Data supplied:
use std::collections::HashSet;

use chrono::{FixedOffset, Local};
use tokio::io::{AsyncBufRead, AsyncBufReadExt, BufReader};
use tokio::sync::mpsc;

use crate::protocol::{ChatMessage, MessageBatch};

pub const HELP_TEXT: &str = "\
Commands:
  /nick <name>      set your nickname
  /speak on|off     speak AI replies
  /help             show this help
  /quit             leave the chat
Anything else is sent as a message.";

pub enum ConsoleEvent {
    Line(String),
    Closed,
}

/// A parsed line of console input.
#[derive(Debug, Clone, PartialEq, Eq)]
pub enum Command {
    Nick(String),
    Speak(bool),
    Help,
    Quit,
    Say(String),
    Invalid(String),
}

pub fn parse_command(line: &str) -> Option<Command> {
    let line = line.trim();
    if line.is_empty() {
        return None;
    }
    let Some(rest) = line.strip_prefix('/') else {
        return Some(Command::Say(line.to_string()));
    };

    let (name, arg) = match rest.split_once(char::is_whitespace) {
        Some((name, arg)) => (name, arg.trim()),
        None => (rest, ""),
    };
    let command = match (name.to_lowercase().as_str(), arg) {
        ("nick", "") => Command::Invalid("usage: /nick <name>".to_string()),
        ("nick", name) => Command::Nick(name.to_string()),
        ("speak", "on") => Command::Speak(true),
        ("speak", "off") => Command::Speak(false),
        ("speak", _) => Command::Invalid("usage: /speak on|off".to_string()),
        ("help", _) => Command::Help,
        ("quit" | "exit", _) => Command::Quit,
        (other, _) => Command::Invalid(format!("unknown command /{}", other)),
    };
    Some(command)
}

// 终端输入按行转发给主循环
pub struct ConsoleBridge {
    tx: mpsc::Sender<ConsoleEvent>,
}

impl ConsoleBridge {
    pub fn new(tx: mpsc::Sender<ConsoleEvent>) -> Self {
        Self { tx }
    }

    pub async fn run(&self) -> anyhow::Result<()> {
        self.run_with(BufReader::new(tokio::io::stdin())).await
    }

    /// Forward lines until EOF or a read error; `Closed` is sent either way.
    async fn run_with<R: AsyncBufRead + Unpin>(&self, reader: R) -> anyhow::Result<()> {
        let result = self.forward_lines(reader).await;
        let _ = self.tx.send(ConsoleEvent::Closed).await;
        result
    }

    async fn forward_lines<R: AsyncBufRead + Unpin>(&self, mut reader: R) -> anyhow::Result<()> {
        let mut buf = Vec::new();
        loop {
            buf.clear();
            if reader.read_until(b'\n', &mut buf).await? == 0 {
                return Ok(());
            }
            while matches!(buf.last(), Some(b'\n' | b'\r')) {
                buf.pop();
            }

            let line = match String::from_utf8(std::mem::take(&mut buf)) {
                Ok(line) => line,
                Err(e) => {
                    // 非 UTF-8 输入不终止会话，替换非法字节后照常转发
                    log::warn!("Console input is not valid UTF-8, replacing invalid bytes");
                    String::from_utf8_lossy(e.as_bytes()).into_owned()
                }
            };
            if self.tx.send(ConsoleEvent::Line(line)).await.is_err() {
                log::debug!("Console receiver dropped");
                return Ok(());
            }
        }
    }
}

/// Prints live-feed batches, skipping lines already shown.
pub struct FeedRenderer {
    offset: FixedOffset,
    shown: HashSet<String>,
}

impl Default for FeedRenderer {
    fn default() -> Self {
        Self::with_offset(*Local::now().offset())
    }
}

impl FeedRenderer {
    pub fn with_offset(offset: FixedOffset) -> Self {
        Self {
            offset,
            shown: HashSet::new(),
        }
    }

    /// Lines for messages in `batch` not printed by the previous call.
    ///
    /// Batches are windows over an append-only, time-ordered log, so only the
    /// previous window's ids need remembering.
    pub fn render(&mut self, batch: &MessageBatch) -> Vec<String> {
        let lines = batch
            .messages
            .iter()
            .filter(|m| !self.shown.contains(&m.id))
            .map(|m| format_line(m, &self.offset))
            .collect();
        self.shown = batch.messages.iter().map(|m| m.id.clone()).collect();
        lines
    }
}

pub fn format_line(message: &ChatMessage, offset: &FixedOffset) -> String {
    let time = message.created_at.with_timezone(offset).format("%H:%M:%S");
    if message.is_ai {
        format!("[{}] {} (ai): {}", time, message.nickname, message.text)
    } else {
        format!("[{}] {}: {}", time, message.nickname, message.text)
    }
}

* * *

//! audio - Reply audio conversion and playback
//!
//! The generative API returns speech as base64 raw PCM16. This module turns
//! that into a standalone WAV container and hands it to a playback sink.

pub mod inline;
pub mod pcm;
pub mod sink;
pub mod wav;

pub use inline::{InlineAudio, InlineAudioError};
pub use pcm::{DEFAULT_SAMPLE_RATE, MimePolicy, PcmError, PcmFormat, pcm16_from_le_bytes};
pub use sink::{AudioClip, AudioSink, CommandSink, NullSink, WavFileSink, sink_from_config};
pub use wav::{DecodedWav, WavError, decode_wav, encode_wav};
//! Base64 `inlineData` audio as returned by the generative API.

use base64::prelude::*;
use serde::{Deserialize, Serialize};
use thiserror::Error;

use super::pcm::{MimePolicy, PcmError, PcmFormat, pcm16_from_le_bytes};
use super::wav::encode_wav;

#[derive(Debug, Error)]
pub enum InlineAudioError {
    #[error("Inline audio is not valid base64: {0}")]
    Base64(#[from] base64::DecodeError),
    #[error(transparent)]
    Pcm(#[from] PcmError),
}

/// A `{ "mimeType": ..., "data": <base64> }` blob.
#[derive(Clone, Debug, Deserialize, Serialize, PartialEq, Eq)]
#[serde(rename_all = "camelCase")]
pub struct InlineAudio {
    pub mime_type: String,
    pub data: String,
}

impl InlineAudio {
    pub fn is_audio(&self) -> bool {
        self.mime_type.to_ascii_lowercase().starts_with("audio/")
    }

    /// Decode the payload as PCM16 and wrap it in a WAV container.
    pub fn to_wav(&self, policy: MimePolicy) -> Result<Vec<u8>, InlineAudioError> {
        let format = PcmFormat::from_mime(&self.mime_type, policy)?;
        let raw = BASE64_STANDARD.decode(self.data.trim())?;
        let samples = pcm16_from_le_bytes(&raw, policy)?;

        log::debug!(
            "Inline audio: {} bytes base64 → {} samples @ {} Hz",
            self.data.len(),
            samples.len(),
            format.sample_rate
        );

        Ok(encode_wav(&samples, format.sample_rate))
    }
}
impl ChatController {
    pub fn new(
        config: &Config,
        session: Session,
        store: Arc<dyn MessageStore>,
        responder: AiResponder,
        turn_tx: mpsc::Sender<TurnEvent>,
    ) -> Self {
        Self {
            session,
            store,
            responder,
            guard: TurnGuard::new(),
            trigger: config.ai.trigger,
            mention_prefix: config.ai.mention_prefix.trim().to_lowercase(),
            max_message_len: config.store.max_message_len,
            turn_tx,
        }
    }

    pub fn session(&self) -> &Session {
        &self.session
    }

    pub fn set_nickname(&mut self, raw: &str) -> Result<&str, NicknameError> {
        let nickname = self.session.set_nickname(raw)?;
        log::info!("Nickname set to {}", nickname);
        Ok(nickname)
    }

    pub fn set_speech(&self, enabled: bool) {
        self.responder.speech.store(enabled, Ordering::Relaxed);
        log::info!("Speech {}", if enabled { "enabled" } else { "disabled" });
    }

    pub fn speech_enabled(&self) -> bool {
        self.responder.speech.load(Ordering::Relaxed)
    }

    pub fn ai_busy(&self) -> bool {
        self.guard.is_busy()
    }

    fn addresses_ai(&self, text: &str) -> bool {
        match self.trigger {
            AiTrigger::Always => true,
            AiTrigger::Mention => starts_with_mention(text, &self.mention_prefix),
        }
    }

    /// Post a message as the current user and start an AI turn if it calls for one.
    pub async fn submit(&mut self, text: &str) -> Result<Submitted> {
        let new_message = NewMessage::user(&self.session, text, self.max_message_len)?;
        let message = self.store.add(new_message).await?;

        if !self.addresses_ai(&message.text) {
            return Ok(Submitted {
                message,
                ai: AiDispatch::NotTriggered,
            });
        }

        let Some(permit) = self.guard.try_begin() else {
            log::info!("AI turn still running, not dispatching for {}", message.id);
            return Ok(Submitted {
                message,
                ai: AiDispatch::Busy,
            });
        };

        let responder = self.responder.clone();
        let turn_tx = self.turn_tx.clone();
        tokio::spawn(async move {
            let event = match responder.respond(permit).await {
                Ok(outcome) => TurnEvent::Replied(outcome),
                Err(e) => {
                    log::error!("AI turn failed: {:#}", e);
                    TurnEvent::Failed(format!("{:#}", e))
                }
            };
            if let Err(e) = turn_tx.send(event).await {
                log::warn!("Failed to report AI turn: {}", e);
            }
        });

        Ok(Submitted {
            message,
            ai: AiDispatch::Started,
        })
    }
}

Work instructions: Match on "serde" and report each line of the data above that has it.

Task solution:
use serde::{Deserialize, Serialize};
#[serde(rename_all = "camelCase")]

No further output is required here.